Ask Single Dating Diva: Once Bitten, Twice Shy

We’ve all got baggage from previous experiences and previous relationships. No one is exempt from this. These experiences shape who we are, sometimes for the better, and, sometimes for the worse. We can’t help it can we? It’s hard to trust again once your trust has been betrayed time and again. It’s hard to open your heart again after so many have stomped on it. Isn’t it easier just to put up your walls and just NOT get into another relationship? I’ve been in that situation before. In my post “Whirlwind Romance“, I speak about a disaster of a dating relationship I had with someone – his baggage and my baggage collided into one big mess. It’s hard to take that leap after being hurt, so what do you do? That’s what today’s Ask Single Dating Diva is all about … What do you do when you’re once bitten, twice shy?

Dear Single Dating Diva,

once-bitten-twice-shyI’m divorced. I had a bad experience with my ex husband who I thought was my soul mate. Everything was great at the beginning and we were very much in love with each other. We were a match made in heaven. Then as the months and years went by we grew further and further apart and my happily ever after became a nightmare I couldn’t wake up from. He became verbally abusive and I suspect that he was cheating.

The only way out was separation and then divorce. So I did. Now, it’s not that I don’t want to meet someone new and have a relationship, but, I’m afraid of making the same mistake again. I thought this man was my soul mate. He was everything I ever wanted. Every box on my checklist was checked. I couldn’t believe my luck at the time. So how can I trust my instincts again? Is there any hope for me? Can I trust that I won’t be hurt again?

Sincerely,

Once Bitten, Twice Shy

Once Bitten, Twice Shy

Dear Once Bitten, Twice Shy,

Thank you for your question and raising a very important issue that is very close to home for me. Being divorced myself, I’ve struggled with getting back on the horse as well. I do go out and date a lot and meet a lot of great men, but, until recently, I’ve found it hard to commit. Again, for the same reasons, I’m afraid of making the same mistake twice. So I will share with you what I’ve done to slowly get over it and move closer than ever to my own REAL happily ever after.

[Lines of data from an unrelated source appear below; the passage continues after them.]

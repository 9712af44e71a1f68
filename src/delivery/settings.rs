//! Webhook settings persistence
//!
//! Settings live in a flat string key/value store under fixed key names.
//! Writes are read-modify-write with last-write-wins semantics; there is no
//! versioning. The dispatcher loads a fresh [`WebhookSettings`] snapshot for
//! every completed artifact, so edits apply from the next photo or clip on.

use std::collections::HashMap;
use std::path::{Path, PathBuf};
use std::sync::RwLock;

use crate::error::{Result, SettingsError};

pub const WEBHOOK_AUDIO_URL_KEY: &str = "webhook_audio_url";
pub const WEBHOOK_PHOTO_URL_KEY: &str = "webhook_photo_url";
pub const WEBHOOK_AUDIO_ENABLED_KEY: &str = "webhook_audio_enabled";
pub const WEBHOOK_PHOTO_ENABLED_KEY: &str = "webhook_photo_enabled";

/// String key/value store
pub trait SettingsStore: Send + Sync {
    /// Read a value
    fn get(&self, key: &str) -> Option<String>;

    /// Write a value
    fn set(&self, key: &str, value: &str) -> Result<()>;

    /// Read several values from one consistent view of the store
    ///
    /// The default reads keys one by one; stores that can snapshot should
    /// override it.
    fn get_many(&self, keys: &[&str]) -> Vec<Option<String>> {
        keys.iter().map(|key| self.get(key)).collect()
    }
}

/// In-memory store
#[derive(Debug, Default)]
pub struct MemoryStore {
    values: RwLock<HashMap<String, String>>,
}

impl MemoryStore {
    pub fn new() -> Self {
        Self::default()
    }
}

impl SettingsStore for MemoryStore {
    fn get(&self, key: &str) -> Option<String> {
        self.values
            .read()
            .unwrap_or_else(|e| e.into_inner())
            .get(key)
            .cloned()
    }

    fn set(&self, key: &str, value: &str) -> Result<()> {
        self.values
            .write()
            .unwrap_or_else(|e| e.into_inner())
            .insert(key.to_string(), value.to_string());
        Ok(())
    }

    fn get_many(&self, keys: &[&str]) -> Vec<Option<String>> {
        let values = self.values.read().unwrap_or_else(|e| e.into_inner());
        keys.iter().map(|key| values.get(*key).cloned()).collect()
    }
}

/// JSON file backed store
///
/// The whole file is a single JSON object of string values. Every `set`
/// re-reads the file, updates one key and writes it back.
#[derive(Debug)]
pub struct FileStore {
    path: PathBuf,
    lock: RwLock<()>,
}

impl FileStore {
    /// Open a store at `path`; the file is created on first write
    pub fn new(path: impl Into<PathBuf>) -> Self {
        Self {
            path: path.into(),
            lock: RwLock::new(()),
        }
    }

    /// Backing file path
    pub fn path(&self) -> &Path {
        &self.path
    }

    fn load(&self) -> std::result::Result<HashMap<String, String>, SettingsError> {
        match std::fs::read(&self.path) {
            Ok(bytes) if bytes.is_empty() => Ok(HashMap::new()),
            Ok(bytes) => Ok(serde_json::from_slice(&bytes)?),
            Err(e) if e.kind() == std::io::ErrorKind::NotFound => Ok(HashMap::new()),
            Err(e) => Err(e.into()),
        }
    }
}

impl SettingsStore for FileStore {
    fn get(&self, key: &str) -> Option<String> {
        self.get_many(&[key]).pop().flatten()
    }

    fn get_many(&self, keys: &[&str]) -> Vec<Option<String>> {
        let _guard = self.lock.read().unwrap_or_else(|e| e.into_inner());
        match self.load() {
            Ok(mut values) => keys.iter().map(|key| values.remove(*key)).collect(),
            Err(e) => {
                tracing::warn!(
                    path = %self.path.display(),
                    error = %e,
                    "Failed to read settings"
                );
                vec![None; keys.len()]
            }
        }
    }

    fn set(&self, key: &str, value: &str) -> Result<()> {
        let _guard = self.lock.write().unwrap_or_else(|e| e.into_inner());
        let mut values = self.load()?;
        values.insert(key.to_string(), value.to_string());

        let json = serde_json::to_vec_pretty(&values).map_err(SettingsError::from)?;
        std::fs::write(&self.path, json).map_err(SettingsError::from)?;
        Ok(())
    }
}

/// Webhook endpoints and toggles
#[derive(Debug, Clone, Default, PartialEq, Eq)]
pub struct WebhookSettings {
    pub audio_url: String,
    pub photo_url: String,
    pub audio_enabled: bool,
    pub photo_enabled: bool,
}

impl WebhookSettings {
    /// Read the current settings; missing keys take their defaults
    ///
    /// All four keys come from a single store read.
    pub fn load(store: &dyn SettingsStore) -> Self {
        let mut values = store
            .get_many(&[
                WEBHOOK_AUDIO_URL_KEY,
                WEBHOOK_PHOTO_URL_KEY,
                WEBHOOK_AUDIO_ENABLED_KEY,
                WEBHOOK_PHOTO_ENABLED_KEY,
            ])
            .into_iter();
        let mut next = || values.next().flatten();

        let audio_url = next().unwrap_or_default();
        let photo_url = next().unwrap_or_default();
        let audio_enabled = next().as_deref() == Some("true");
        let photo_enabled = next().as_deref() == Some("true");

        Self {
            audio_url,
            photo_url,
            audio_enabled,
            photo_enabled,
        }
    }

    /// Write every field back to the store
    pub fn save(&self, store: &dyn SettingsStore) -> Result<()> {
        store.set(WEBHOOK_AUDIO_URL_KEY, &self.audio_url)?;
        store.set(WEBHOOK_PHOTO_URL_KEY, &self.photo_url)?;
        store.set(WEBHOOK_AUDIO_ENABLED_KEY, bool_str(self.audio_enabled))?;
        store.set(WEBHOOK_PHOTO_ENABLED_KEY, bool_str(self.photo_enabled))?;
        Ok(())
    }

    /// Photo endpoint, if enabled and set
    pub fn photo_target(&self) -> Option<&str> {
        target(self.photo_enabled, &self.photo_url)
    }

    /// Audio endpoint, if enabled and set
    pub fn audio_target(&self) -> Option<&str> {
        target(self.audio_enabled, &self.audio_url)
    }
}

fn target(enabled: bool, url: &str) -> Option<&str> {
    let url = url.trim();
    if enabled && !url.is_empty() {
        Some(url)
    } else {
        None
    }
}

fn bool_str(b: bool) -> &'static str {
    if b {
        "true"
    } else {
        "false"
    }
}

First and foremost you feel betrayed. This person was one thing when you met and married him and then turned Dr. Jekyll and Mr. Hyde on you. You have to think really hard. Did you project his idealness on him or was he really that ideal? Were there red flags that you ignored? Did you justify his actions that you didn’t like? All these are things that we miss because we’re blinded by love and the desire to get married. Many many women and men do the same thing. They forego reality for the promise of a dream come true. Only you know the truth, but if you look back what do you see? Also look at what were the reasons things changed? Was it out of the blue or was it a result of another life change? Infertility? Loss of employment? Death in the family? Whatever the case may be what’s done is done, but you can’t let it dictate all future relationships. Take it as a lesson learned. Learn from those challenges and your role in them.

Here are my main suggestions that I am confident will help you as they did me:

  • Ask-Single-Dating-DivaTake things slowly and at a comfortable pace for yourself. You know what’s right and wrong for you, no one else does. No one else can know what you are going through. Don’t be coerced or influenced.
  • Stop defining yourself by your failed marriage and divorce. You’re not the only one who has experienced what you have. The only difference is that some choose to keep playing the tape over and over while others choose to live and create a happier tape.
  • Don’t blame anyone else for the mistakes of your ex. It’s not their fault he was an ass. Just because he hurt you doesn’t mean everyone else will. There are truly some great guys out there.
  • Trust your gut, it NEVER lies. Look out for those red flags and don’t discount them.
  • When a person tells or shows you who they really are believe them.
  • Know what you want and don’t settle for less.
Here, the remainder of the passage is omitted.